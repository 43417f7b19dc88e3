//! # Agent Configuration
//!
//! TOML file deserialized into [`AgentConfig`]. Every key has a default, so
//! an empty file is a valid configuration.
//!
//! ```toml
//! host_id = "storage-1"
//! host_update = 10
//! command_timeout = 30
//!
//! [metadata]
//! Rack = "r12"
//! ```

use serde::{Deserialize, Deserializer};
use serde_json::{Map, Value};
use std::path::{Path, PathBuf};
use std::time::Duration;
use topograph_core::TopologyError;
use topograph_core::primitives::HOST_UPDATE_SCALE;

/// Environment variable naming the configuration file.
pub const CONFIG_ENV: &str = "TOPOGRAPH_CONFIG";

/// Read when neither `--config` nor [`CONFIG_ENV`] is given.
pub const DEFAULT_CONFIG_PATH: &str = "/etc/topograph/agent.toml";

/// Maximum configuration file size (1 MB).
const MAX_CONFIG_FILE_SIZE: u64 = 1024 * 1024;

#[derive(Debug, Clone, PartialEq, Deserialize)]
#[serde(default, deny_unknown_fields)]
pub struct AgentConfig {
    /// `Name` of the host node.
    pub host_id: String,
    /// Collector period, in units of [`HOST_UPDATE_SCALE`] seconds.
    pub host_update: u64,
    /// Seconds before an external command is abandoned.
    pub command_timeout: u64,
    pub ceph_binary: String,
    pub lshw_binary: String,
    /// Register local network interfaces as device nodes.
    pub discover_interfaces: bool,
    /// Extra attributes merged into the host node.
    #[serde(deserialize_with = "metadata_table")]
    pub metadata: Map<String, Value>,
}

impl Default for AgentConfig {
    fn default() -> Self {
        Self {
            host_id: default_host_id(),
            host_update: 10,
            command_timeout: 30,
            ceph_binary: "ceph".to_string(),
            lshw_binary: "lshw".to_string(),
            discover_interfaces: true,
            metadata: Map::new(),
        }
    }
}

fn default_host_id() -> String {
    sysinfo::System::host_name().unwrap_or_else(|| "localhost".to_string())
}

fn metadata_table<'de, D>(deserializer: D) -> Result<Map<String, Value>, D::Error>
where
    D: Deserializer<'de>,
{
    match Value::deserialize(deserializer)? {
        Value::Object(map) => Ok(map),
        _ => Err(serde::de::Error::custom("metadata has wrong format")),
    }
}

impl AgentConfig {
    /// Parse a configuration document.
    pub fn from_toml_str(raw: &str) -> Result<Self, TopologyError> {
        let config: Self =
            toml::from_str(raw).map_err(|e| TopologyError::Config(e.to_string()))?;
        config.validate()?;
        Ok(config)
    }

    /// Load the configuration.
    ///
    /// An explicit path (argument, then [`CONFIG_ENV`]) must exist. Without
    /// one, [`DEFAULT_CONFIG_PATH`] is read if present, else defaults apply.
    pub fn load(explicit: Option<&Path>) -> Result<Self, TopologyError> {
        let from_env = std::env::var_os(CONFIG_ENV).map(PathBuf::from);
        match explicit.map(Path::to_path_buf).or(from_env) {
            Some(path) => Self::from_file(&path),
            None => {
                let default = Path::new(DEFAULT_CONFIG_PATH);
                if default.is_file() {
                    Self::from_file(default)
                } else {
                    tracing::debug!("No configuration file, using defaults");
                    Ok(Self::default())
                }
            }
        }
    }

    /// Read and parse one file.
    pub fn from_file(path: &Path) -> Result<Self, TopologyError> {
        let metadata = std::fs::metadata(path).map_err(|e| {
            TopologyError::Config(format!("Cannot read '{}': {}", path.display(), e))
        })?;
        if metadata.len() > MAX_CONFIG_FILE_SIZE {
            return Err(TopologyError::Config(format!(
                "File size {} bytes exceeds maximum allowed {} bytes",
                metadata.len(),
                MAX_CONFIG_FILE_SIZE
            )));
        }

        let raw = std::fs::read_to_string(path).map_err(|e| {
            TopologyError::Config(format!("Cannot read '{}': {}", path.display(), e))
        })?;
        let config = Self::from_toml_str(&raw)?;
        tracing::info!("Loaded configuration from {}", path.display());
        Ok(config)
    }

    fn validate(&self) -> Result<(), TopologyError> {
        if self.host_id.trim().is_empty() {
            return Err(TopologyError::Config("host_id must not be empty".into()));
        }
        if self.host_update == 0 {
            return Err(TopologyError::Config("host_update must be positive".into()));
        }
        if self.command_timeout == 0 {
            return Err(TopologyError::Config(
                "command_timeout must be positive".into(),
            ));
        }
        Ok(())
    }

    /// Period of the collector.
    #[must_use]
    pub fn tick_interval(&self) -> Duration {
        Duration::from_secs(self.host_update.saturating_mul(HOST_UPDATE_SCALE))
    }

    /// Budget of one external command.
    #[must_use]
    pub fn command_timeout(&self) -> Duration {
        Duration::from_secs(self.command_timeout)
    }
}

__WHAT YOU WILL DO__
Restate the records above verbatim up to and including the line containing "command is abandoned.".

__EXERCISE OUTPUT__
repository 43417f7b19dc88e3
//! # Agent Configuration
//!
//! TOML file deserialized into [`AgentConfig`]. Every key has a default, so
//! an empty file is a valid configuration.
//!
//! ```toml
//! host_id = "storage-1"
//! host_update = 10
//! command_timeout = 30
//!
//! [metadata]
//! Rack = "r12"
//! ```

use serde::{Deserialize, Deserializer};
use serde_json::{Map, Value};
use std::path::{Path, PathBuf};
use std::time::Duration;
use topograph_core::TopologyError;
use topograph_core::primitives::HOST_UPDATE_SCALE;

/// Environment variable naming the configuration file.
pub const CONFIG_ENV: &str = "TOPOGRAPH_CONFIG";

/// Read when neither `--config` nor [`CONFIG_ENV`] is given.
pub const DEFAULT_CONFIG_PATH: &str = "/etc/topograph/agent.toml";

/// Maximum configuration file size (1 MB).
const MAX_CONFIG_FILE_SIZE: u64 = 1024 * 1024;

#[derive(Debug, Clone, PartialEq, Deserialize)]
#[serde(default, deny_unknown_fields)]
pub struct AgentConfig {
    /// `Name` of the host node.
    pub host_id: String,
    /// Collector period, in units of [`HOST_UPDATE_SCALE`] seconds.
    pub host_update: u64,
    /// Seconds before an external command is abandoned.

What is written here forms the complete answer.